BAE Systems, Director, Corporate Affairs and Defence Logistics, Christine Zeitz said managers needed to take a risk and see past impediments to give part time workers big responsibilities. It was easy to find good reasons not to promote women or part time workers to senior roles or reasons why workplace flexibility was impossible but these were often merely poor excuses, she said.

Equally women needed to question whether they were making poor excuses not to take on challenging roles, she said.

In moving the culture of the workforce to a more flexible workplace since 2009, BAE's management board and top 100 staff made a commitment to working flexibly and this was linked to bonuses.

"That was a fundamental change in our culture," and while most senior executives had originally said they were unable to work flexibly due to their workload, a significant proportion now worked flexibly ­still doing the same amount of work, she said.

"For those today who are managers and owners of businesses, and who want to increase the level of females in senior leadership roles in their business, I think you need to seek them out and give them a challenge, take a risk," she said.

"Women hesitate more than men in putting themselves forward for roles."

In a bid to attract workers in a labour market where most of the young men are seduced by high mining sector incomes, WA WaterCorporation had swapped its male-based workforce for "women with prams," offering leave purchase and work from home arrangements, WA WaterCorporation CEO, Sue Murphy said.

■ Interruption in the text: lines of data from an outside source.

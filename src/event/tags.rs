//! Fixed-size preamble that precedes every event frame
//!
//! Layout (big-endian, 8 bytes):
//!
//! | offset | size | field      |
//! |--------|------|------------|
//! | 0      | 2    | magic      |
//! | 2      | 1    | version    |
//! | 3      | 1    | flags      |
//! | 4      | 4    | session id |

use bytes::{Buf, BufMut};

use super::error::{DecodeError, Result};

pub const TAGS_LEN: usize = 8;
pub const TAGS_MAGIC: u16 = 0xCAFE;
pub const TAGS_VERSION: u8 = 1;

/// Out-of-band routing metadata. Opaque to the relay beyond validation;
/// the dispatcher echoes it back on the response frame.
#[derive(Debug, Clone, Copy, Default, PartialEq, Eq)]
pub struct EventHeaderTags {
    pub flags: u8,
    pub session_id: u32,
}

impl EventHeaderTags {
    pub fn new(session_id: u32) -> Self {
        Self {
            flags: 0,
            session_id,
        }
    }

    pub fn encode(&self, buf: &mut impl BufMut) {
        buf.put_u16(TAGS_MAGIC);
        buf.put_u8(TAGS_VERSION);
        buf.put_u8(self.flags);
        buf.put_u32(self.session_id);
    }

    pub fn decode(buf: &mut impl Buf) -> Result<Self> {
        if buf.remaining() < TAGS_LEN {
            return Err(DecodeError::Truncated {
                what: "header tags",
                needed: TAGS_LEN,
                available: buf.remaining(),
            });
        }

        let magic = buf.get_u16();
        if magic != TAGS_MAGIC {
            return Err(DecodeError::BadMagic(magic));
        }
        let version = buf.get_u8();
        if version != TAGS_VERSION {
            return Err(DecodeError::UnsupportedTagsVersion(version));
        }

        Ok(Self {
            flags: buf.get_u8(),
            session_id: buf.get_u32(),
        })
    }
}

/// Decode the tags at the front of `input`, returning them with the rest of
/// the buffer.
pub fn decode_tags(input: &[u8]) -> Result<(EventHeaderTags, &[u8])> {
    let mut buf = input;
    let tags = EventHeaderTags::decode(&mut buf)?;
    Ok((tags, buf))
}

But while many of these measures had targeted women, younger men with families and older men had also taken up the chance to work flexibly, she said.

By focusing on outcomes rather than job titles, the corporation had been able to employ local Aboriginal workers in remote parts of WA rather than importing them from Perth at great expense, she said.

"We had the radical idea of instead of moving people to the remote communities, why don't we actually employ the people who already live there? It doesn't sound like rocket science but somehow it took about 100 years to think of this plan," she said.

As well as being a tool for attracting and retaining workers, increasing workforce diversity had helped the WA WaterCorporation to engage with its customers - trying to influence consumer's choices about which plants to have and which button to press on the toilet, Ms Murphy said.

"(Flexible work practices) are the cheap way of winning the hearts and minds of the people and if you are not doing it, you are an idiot," she said.

The panel said South Australia's prosperity depended on policies to improve workforce participation of the long term unemployed, women, immigrants and people with a disability.

"We need to be making sure that all South Australians are engaged and benefiting from the new economy because it is the people of South Australia, not our resources, who are the key to our future success, and much more attention needs to be paid to the human factor," Economic Development, Board Chair, Raymond Spencer said.

"Leaders (are important), both male and female, who understand that workers' needs change through their working life cycle and that retaining experienced, productive workers depends on policy adaption in our workplaces," he said.

"Frankly, it is important to have managers and leaders who walk the talk, making sure that workers, including managers, get access flexibility without penalty.

"There is no place for discrimination of any kind in the 21st century and it is counterproductive to maximising the promise of this state. Equal pay for equal work is not a cutting edge standard - it's a moral given."

"And we men must take the lead in modelling behaviour that demonstrates equality of all within our organisations."